WORK TO COMPLETE: Search the material below for "contents" and copy every line where it occurs.
• • •
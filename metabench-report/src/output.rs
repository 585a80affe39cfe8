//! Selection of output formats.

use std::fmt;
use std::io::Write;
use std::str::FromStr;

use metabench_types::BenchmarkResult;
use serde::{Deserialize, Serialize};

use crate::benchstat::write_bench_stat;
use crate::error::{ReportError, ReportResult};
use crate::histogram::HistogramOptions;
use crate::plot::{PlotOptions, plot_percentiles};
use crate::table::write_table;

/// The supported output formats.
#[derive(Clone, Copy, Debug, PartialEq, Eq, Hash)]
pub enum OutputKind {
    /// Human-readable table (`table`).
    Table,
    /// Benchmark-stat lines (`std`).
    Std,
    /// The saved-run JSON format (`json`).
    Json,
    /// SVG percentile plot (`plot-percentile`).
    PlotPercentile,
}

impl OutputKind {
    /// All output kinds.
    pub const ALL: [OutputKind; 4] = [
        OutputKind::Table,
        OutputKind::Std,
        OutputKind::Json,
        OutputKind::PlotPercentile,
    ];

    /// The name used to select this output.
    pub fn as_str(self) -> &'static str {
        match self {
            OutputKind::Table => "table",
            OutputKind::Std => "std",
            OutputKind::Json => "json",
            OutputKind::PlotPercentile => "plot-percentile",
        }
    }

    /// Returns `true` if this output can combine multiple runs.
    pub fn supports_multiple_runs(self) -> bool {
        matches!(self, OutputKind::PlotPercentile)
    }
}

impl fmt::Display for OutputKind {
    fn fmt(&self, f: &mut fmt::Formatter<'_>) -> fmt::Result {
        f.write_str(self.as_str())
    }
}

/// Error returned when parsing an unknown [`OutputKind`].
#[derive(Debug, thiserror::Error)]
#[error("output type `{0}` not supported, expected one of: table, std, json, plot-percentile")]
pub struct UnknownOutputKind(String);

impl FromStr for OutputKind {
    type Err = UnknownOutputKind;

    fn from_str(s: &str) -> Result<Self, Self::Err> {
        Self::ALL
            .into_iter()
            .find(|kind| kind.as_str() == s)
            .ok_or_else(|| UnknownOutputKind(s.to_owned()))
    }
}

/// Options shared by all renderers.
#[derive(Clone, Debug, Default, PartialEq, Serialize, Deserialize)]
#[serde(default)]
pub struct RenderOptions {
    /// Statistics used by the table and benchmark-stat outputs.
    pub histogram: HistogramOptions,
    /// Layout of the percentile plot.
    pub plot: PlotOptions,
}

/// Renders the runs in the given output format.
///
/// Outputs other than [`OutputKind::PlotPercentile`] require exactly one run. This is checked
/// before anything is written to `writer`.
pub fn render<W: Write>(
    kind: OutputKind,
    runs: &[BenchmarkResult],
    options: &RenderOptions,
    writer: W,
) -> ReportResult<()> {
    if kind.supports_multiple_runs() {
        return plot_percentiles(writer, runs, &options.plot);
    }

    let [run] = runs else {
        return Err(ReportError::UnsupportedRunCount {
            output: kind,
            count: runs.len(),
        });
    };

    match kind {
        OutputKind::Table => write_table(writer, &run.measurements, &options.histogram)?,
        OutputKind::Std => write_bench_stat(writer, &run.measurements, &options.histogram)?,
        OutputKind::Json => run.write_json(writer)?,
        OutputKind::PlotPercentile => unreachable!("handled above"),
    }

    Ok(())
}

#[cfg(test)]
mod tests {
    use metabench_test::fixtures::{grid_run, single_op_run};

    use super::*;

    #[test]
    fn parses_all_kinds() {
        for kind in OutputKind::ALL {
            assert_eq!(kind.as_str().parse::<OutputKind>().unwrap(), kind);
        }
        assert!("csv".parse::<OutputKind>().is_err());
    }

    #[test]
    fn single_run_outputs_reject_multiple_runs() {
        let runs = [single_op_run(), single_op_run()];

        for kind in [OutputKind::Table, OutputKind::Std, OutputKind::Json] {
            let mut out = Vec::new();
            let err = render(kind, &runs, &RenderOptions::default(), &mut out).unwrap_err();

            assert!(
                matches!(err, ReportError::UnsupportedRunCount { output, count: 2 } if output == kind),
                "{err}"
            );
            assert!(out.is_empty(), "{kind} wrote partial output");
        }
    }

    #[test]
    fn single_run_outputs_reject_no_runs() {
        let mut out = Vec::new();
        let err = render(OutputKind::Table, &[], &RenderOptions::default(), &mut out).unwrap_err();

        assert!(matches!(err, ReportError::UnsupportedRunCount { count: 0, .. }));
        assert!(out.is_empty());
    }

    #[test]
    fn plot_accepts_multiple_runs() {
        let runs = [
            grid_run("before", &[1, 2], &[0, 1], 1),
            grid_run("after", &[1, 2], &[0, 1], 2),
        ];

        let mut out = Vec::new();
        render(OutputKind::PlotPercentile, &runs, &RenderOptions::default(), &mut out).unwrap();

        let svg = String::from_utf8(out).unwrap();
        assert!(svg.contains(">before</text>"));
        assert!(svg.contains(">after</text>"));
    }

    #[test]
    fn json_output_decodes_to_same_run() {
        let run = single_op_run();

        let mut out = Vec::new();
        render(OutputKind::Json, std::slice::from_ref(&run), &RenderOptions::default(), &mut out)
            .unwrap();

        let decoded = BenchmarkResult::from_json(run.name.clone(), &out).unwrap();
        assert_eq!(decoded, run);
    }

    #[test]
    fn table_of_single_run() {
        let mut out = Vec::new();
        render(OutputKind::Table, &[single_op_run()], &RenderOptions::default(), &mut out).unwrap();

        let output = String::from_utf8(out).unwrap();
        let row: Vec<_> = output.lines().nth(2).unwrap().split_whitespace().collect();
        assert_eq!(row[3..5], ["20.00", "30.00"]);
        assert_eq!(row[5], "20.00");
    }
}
• • •
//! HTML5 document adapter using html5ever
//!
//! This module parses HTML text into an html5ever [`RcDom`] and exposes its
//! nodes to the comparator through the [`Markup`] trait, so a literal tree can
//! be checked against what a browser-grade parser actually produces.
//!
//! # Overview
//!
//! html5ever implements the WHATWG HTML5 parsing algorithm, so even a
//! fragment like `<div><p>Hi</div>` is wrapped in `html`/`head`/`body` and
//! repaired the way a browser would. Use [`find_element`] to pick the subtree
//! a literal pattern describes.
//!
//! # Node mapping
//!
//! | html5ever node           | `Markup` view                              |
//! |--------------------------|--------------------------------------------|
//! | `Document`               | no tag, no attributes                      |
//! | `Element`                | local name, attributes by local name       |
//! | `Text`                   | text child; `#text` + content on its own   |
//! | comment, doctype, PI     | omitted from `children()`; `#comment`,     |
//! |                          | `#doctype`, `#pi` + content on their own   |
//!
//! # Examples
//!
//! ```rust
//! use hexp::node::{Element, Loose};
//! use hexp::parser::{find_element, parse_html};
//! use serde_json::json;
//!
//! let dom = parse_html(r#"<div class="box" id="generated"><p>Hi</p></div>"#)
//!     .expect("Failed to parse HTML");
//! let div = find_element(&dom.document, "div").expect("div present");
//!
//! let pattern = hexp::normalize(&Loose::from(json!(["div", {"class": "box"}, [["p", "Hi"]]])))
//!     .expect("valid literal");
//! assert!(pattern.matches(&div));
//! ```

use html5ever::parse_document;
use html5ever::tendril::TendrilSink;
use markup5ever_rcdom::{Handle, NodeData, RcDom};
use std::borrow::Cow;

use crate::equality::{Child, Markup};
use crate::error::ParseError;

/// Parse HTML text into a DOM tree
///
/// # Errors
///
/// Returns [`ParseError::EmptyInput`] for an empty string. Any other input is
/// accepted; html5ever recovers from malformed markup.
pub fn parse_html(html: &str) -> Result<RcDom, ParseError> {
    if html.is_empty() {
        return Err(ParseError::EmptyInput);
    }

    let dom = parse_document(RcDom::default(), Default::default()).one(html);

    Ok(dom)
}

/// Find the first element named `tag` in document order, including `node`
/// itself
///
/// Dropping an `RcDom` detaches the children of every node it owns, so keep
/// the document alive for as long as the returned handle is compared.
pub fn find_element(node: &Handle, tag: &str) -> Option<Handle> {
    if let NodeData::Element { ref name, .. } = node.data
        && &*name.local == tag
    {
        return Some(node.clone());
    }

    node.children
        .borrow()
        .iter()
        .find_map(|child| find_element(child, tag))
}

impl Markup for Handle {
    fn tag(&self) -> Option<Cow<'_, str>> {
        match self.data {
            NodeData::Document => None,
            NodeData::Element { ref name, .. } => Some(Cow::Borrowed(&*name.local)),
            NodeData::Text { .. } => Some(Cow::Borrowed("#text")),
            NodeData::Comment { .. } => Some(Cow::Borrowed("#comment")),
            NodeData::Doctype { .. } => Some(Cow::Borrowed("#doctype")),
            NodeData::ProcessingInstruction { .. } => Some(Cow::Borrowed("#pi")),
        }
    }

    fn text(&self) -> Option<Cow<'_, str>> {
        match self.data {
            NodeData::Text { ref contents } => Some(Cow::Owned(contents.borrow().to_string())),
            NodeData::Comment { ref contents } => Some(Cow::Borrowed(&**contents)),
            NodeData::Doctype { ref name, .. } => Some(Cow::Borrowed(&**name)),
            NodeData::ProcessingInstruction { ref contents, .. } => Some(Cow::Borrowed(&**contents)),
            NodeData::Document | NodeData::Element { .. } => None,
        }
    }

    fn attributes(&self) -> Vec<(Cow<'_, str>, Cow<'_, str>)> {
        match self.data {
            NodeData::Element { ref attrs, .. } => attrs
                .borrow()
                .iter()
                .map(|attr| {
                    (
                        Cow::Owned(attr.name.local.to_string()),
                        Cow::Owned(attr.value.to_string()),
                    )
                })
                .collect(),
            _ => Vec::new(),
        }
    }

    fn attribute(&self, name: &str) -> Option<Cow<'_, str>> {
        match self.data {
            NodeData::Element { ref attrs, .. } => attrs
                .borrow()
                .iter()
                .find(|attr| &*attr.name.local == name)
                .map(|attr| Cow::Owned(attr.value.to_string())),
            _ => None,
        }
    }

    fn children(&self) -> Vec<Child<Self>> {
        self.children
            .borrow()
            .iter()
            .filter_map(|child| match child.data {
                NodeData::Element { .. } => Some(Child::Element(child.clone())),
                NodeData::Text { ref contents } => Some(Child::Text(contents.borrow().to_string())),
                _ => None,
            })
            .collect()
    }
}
• • •
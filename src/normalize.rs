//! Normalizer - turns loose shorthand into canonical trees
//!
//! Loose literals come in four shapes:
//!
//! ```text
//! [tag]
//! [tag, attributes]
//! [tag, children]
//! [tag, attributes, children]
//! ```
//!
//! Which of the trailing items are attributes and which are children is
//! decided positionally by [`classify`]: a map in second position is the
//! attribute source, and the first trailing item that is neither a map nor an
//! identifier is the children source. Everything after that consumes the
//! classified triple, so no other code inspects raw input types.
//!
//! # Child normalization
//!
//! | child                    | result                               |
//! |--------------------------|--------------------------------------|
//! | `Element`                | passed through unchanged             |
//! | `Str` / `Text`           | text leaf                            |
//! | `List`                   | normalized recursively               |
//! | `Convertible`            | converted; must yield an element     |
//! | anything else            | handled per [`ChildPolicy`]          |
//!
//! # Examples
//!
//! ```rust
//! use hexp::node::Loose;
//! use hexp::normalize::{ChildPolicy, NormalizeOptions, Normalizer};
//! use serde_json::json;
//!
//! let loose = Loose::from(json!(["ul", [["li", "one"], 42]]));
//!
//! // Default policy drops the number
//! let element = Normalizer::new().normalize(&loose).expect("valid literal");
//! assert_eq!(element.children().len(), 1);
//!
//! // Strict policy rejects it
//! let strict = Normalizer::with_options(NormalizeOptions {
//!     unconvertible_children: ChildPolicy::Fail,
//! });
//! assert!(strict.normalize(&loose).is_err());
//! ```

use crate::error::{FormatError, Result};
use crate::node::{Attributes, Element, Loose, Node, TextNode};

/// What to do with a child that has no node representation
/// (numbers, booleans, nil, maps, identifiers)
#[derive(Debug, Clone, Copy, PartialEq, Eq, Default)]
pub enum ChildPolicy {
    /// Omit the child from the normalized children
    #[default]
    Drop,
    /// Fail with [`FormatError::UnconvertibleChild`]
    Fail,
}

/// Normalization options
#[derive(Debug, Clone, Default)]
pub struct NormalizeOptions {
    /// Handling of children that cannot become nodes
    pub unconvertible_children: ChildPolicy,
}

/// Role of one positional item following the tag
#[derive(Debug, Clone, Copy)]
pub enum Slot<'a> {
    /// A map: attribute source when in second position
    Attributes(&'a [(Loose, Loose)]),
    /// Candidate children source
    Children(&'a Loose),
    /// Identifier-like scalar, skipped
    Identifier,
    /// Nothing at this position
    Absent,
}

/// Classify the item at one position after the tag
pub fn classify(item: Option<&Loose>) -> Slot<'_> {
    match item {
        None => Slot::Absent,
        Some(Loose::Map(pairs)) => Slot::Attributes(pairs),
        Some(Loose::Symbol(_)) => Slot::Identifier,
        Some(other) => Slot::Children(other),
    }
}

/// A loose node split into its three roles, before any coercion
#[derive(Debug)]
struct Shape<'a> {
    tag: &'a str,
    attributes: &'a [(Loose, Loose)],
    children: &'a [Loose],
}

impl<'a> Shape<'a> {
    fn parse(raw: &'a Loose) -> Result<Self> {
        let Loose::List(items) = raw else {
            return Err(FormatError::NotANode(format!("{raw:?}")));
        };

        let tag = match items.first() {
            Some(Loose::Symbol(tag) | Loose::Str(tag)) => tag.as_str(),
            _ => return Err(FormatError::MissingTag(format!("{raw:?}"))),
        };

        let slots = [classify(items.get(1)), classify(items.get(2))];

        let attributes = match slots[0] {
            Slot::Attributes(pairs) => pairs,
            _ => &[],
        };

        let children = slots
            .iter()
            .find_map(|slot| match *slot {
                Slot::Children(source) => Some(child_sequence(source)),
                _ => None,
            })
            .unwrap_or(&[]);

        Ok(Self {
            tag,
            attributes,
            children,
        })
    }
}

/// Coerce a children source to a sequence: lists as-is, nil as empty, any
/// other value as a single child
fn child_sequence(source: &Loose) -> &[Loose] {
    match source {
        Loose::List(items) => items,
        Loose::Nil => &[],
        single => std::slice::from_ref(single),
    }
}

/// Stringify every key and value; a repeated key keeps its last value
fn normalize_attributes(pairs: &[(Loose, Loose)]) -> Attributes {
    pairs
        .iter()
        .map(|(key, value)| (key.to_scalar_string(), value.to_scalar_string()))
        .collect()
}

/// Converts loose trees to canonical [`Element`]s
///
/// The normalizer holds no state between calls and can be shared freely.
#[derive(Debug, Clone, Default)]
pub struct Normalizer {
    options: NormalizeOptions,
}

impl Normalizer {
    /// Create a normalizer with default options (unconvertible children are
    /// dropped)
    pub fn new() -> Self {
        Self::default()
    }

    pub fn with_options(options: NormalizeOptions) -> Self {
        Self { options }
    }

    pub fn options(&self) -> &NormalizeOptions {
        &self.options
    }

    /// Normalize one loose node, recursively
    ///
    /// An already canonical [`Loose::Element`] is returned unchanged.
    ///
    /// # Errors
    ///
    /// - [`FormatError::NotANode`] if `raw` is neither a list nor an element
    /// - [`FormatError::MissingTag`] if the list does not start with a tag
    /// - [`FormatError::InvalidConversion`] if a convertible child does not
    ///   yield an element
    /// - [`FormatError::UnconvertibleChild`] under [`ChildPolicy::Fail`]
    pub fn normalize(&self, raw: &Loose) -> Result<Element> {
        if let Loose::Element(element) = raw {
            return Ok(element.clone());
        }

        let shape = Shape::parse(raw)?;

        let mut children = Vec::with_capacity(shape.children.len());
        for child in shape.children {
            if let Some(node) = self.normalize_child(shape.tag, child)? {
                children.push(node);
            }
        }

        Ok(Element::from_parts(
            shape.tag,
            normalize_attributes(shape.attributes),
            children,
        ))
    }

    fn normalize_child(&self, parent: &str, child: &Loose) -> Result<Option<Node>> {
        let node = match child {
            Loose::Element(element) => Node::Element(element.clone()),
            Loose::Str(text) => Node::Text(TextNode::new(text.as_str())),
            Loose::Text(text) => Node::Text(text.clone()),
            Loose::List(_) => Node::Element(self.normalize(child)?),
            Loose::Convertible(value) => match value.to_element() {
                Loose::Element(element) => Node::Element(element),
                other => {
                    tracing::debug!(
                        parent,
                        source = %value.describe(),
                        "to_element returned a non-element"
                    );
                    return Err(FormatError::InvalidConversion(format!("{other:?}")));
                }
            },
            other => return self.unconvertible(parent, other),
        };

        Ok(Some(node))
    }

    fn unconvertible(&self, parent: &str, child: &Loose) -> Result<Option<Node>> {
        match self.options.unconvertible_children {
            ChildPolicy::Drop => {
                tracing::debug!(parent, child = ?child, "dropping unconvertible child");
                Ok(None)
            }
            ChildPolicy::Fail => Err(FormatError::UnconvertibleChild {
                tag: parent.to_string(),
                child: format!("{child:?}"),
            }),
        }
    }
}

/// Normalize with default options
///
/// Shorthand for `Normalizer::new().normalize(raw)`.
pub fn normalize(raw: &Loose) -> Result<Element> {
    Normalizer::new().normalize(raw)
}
• • •
OUTPUT BELOW:
            NodeData::Text { ref contents } => Some(Cow::Owned(contents.borrow().to_string())),
            NodeData::Comment { ref contents } => Some(Cow::Borrowed(&**contents)),
            NodeData::ProcessingInstruction { ref contents, .. } => Some(Cow::Borrowed(&**contents)),
                NodeData::Text { ref contents } => Some(Child::Text(contents.borrow().to_string())),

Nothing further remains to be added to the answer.